Franz Prager, co-founder of the Vinea Wachau, had already earned a reputation for his wines when Toni Bodenstein married into the family. Bodenstein’s passion for biodiversity and old terraces, coupled with brilliant winemaking, places Prager in the highest echelon of Austrian producers.
Federspiel is a designation of ripeness for dry wines, a term used exclusively by members of the Vinea Wachau. Federspiel wines must be unchaptalized and fall between 11.5 and 12.5% ABV. The grapes are hand-harvested, typically in October, and are sent directly to press where they spontaneously ferment in stainless-steel tanks.

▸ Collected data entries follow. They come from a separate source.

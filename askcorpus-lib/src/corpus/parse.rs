use serde_json::Value;

/// Parse JSON text, retrying once with trailing commas removed.
///
/// Hand-edited corpus files often carry a `,` before a closing `]` or `}`.
/// If the strict parse fails and the relaxed one also fails, the strict
/// error is returned since its position refers to the original text.
pub fn parse_forgiving(text: &str) -> Result<Value, serde_json::Error> {
    match serde_json::from_str(text) {
        Ok(value) => Ok(value),
        Err(strict) => {
            tracing::debug!(error = %strict, "strict JSON parse failed, retrying without trailing commas");
            serde_json::from_str(&strip_trailing_commas(text)).map_err(|_| strict)
        }
    }
}

/// Remove every `,` that is followed (after optional whitespace) by `]` or `}`.
///
/// Commas inside string literals are left alone.
pub fn strip_trailing_commas(text: &str) -> String {
    let mut out = String::with_capacity(text.len());
    let mut in_string = false;
    let mut escaped = false;

    for (i, c) in text.char_indices() {
        if in_string {
            out.push(c);
            match c {
                _ if escaped => escaped = false,
                '\\' => escaped = true,
                '"' => in_string = false,
                _ => {}
            }
            continue;
        }

        match c {
            '"' => {
                in_string = true;
                out.push(c);
            }
            ',' => {
                let next = text[i + 1..].trim_start().chars().next();
                if !matches!(next, Some(']' | '}')) {
                    out.push(c);
                }
            }
            _ => out.push(c),
        }
    }

    out
}

#[cfg(test)]
mod tests {
    use super::*;
    use serde_json::json;

    #[test]
    fn test_strict_json_untouched() {
        let value = parse_forgiving(r#"{"a": [1, 2]}"#).unwrap();
        assert_eq!(value, json!({"a": [1, 2]}));
    }

    #[test]
    fn test_trailing_comma_in_array() {
        let value = parse_forgiving("[1, 2, 3,]").unwrap();
        assert_eq!(value, json!([1, 2, 3]));
    }

    #[test]
    fn test_trailing_comma_in_object_with_whitespace() {
        let value = parse_forgiving("{\"a\": 1,\n  }").unwrap();
        assert_eq!(value, json!({"a": 1}));
    }

    #[test]
    fn test_nested_trailing_commas() {
        let text = r#"[{"name": "x", "tags": ["a", "b",],},]"#;
        let value = parse_forgiving(text).unwrap();
        assert_eq!(value, json!([{"name": "x", "tags": ["a", "b"]}]));
    }

    #[test]
    fn test_commas_inside_strings_preserved() {
        let text = r#"{"s": "a,]b \",}", "t": 1,}"#;
        let value = parse_forgiving(text).unwrap();
        assert_eq!(value["s"], "a,]b \",}");
    }

    #[test]
    fn test_garbage_still_fails() {
        assert!(parse_forgiving("{not json").is_err());
        assert!(parse_forgiving("[1,,]").is_err());
    }
}
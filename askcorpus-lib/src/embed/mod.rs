//! Text embedding
//!
//! Documents and queries must go through the same [`Embedder`] (same model,
//! same normalization) or similarity scores stop meaning anything. Every
//! provider here returns L2-normalized vectors, so cosine similarity and dot
//! product agree.
//!
//! # Providers
//!
//! - [`FastEmbedder`]: ONNX sentence-transformer models via fastembed.
//!   Default `all-MiniLM-L6-v2` (384 dimensions, ~90MB download).
//! - [`HashingEmbedder`]: feature-hashed bag of words. No model, fully
//!   deterministic; meant for offline runs and tests.
//!
//! # Usage
//!
//! ```ignore
//! use askcorpus_lib::embed::{Embedder, FastEmbedder};
//!
//! let mut embedder = FastEmbedder::new("all-MiniLM-L6-v2", None)?;
//!
//! // Embed documents (for indexing)
//! let doc_embeddings = embedder.embed_documents(&["Course: Intro to Rust", "Player Name: ..."])?;
//!
//! // Embed query (for searching)
//! let query_embedding = embedder.embed_query("Which course teaches Rust?")?;
//! ```

use crate::Result;

/// A vector embedding - fixed size array of floats
pub type Embedding = Vec<f32>;

/// Trait for text embedding models
pub trait Embedder: Send + Sync {
    /// Embed multiple documents for indexing
    ///
    /// Callers bound peak memory by passing at most one batch at a time.
    fn embed_documents(&mut self, texts: &[&str]) -> Result<Vec<Embedding>>;

    /// Embed a single query for searching
    ///
    /// Note: Some models (like BGE) use different prompts for queries vs documents.
    /// This method handles that distinction.
    fn embed_query(&mut self, text: &str) -> Result<Embedding>;

    /// Returns the embedding dimension
    fn dimension(&self) -> usize;

    /// Returns the model name/identifier
    fn model_name(&self) -> &str;
}

impl<E: Embedder + ?Sized> Embedder for Box<E> {
    fn embed_documents(&mut self, texts: &[&str]) -> Result<Vec<Embedding>> {
        (**self).embed_documents(texts)
    }

    fn embed_query(&mut self, text: &str) -> Result<Embedding> {
        (**self).embed_query(text)
    }

    fn dimension(&self) -> usize {
        (**self).dimension()
    }

    fn model_name(&self) -> &str {
        (**self).model_name()
    }
}

/// Scale `v` to unit length in place. Zero vectors are left as they are.
pub fn l2_normalize(v: &mut [f32]) {
    let norm = v.iter().map(|x| x * x).sum::<f32>().sqrt();
    if norm > f32::EPSILON {
        for x in v.iter_mut() {
            *x /= norm;
        }
    }
}

mod hashing;
mod onnx;

pub use hashing::*;
pub use onnx::*;

#[cfg(test)]
mod tests {
    use super::*;

    #[test]
    fn test_l2_normalize_unit_length() {
        let mut v = vec![3.0, 4.0];
        l2_normalize(&mut v);
        assert!((v[0] - 0.6).abs() < 1e-6);
        assert!((v[1] - 0.8).abs() < 1e-6);
    }

    #[test]
    fn test_l2_normalize_zero_vector() {
        let mut v = vec![0.0; 4];
        l2_normalize(&mut v);
        assert!(v.iter().all(|x| *x == 0.0));
    }

    #[test]
    fn test_boxed_embedder_delegates() {
        let mut boxed: Box<dyn Embedder> = Box::new(HashingEmbedder::new(32));
        assert_eq!(boxed.dimension(), 32);
        assert_eq!(boxed.model_name(), "hashing-32");
        assert_eq!(boxed.embed_query("hello").unwrap().len(), 32);
    }
}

Steinriegl is planted to Riesling and is Prager’s only vineyard west of Weißenkirchen. The exceptionally steep, southwest-facing site has a cool mesoclimate due to its proximity to the forest, and its soil is a unique “kalksilikatmarmor,” a limestone silicate marble rarely found elsewhere in the Wachau. Bodenstein produces both an earlier-picked Federspiel and a later-picked Smaragd.
Austrian Riesling is often defined by elevated levels of dry extract thanks to a lengthy ripening period and freshness due to dramatic temperature swings between day and night. Steinriegl’s uniquely cool microclimate results in wines of high aroma and focused acidity and its limestone soil provide compact structure and a flavor that is distinctive among Wachau Rieslings.
Riesling’s high acidity makes it one of the most versatile wines at the table. Riesling can be used to cut the fattiness of foods such as pork or sausages and can tame some saltiness. Conversely, it can highlight foods such as fish or vegetables in the same way a squeeze of lemon or a vinaigrette might.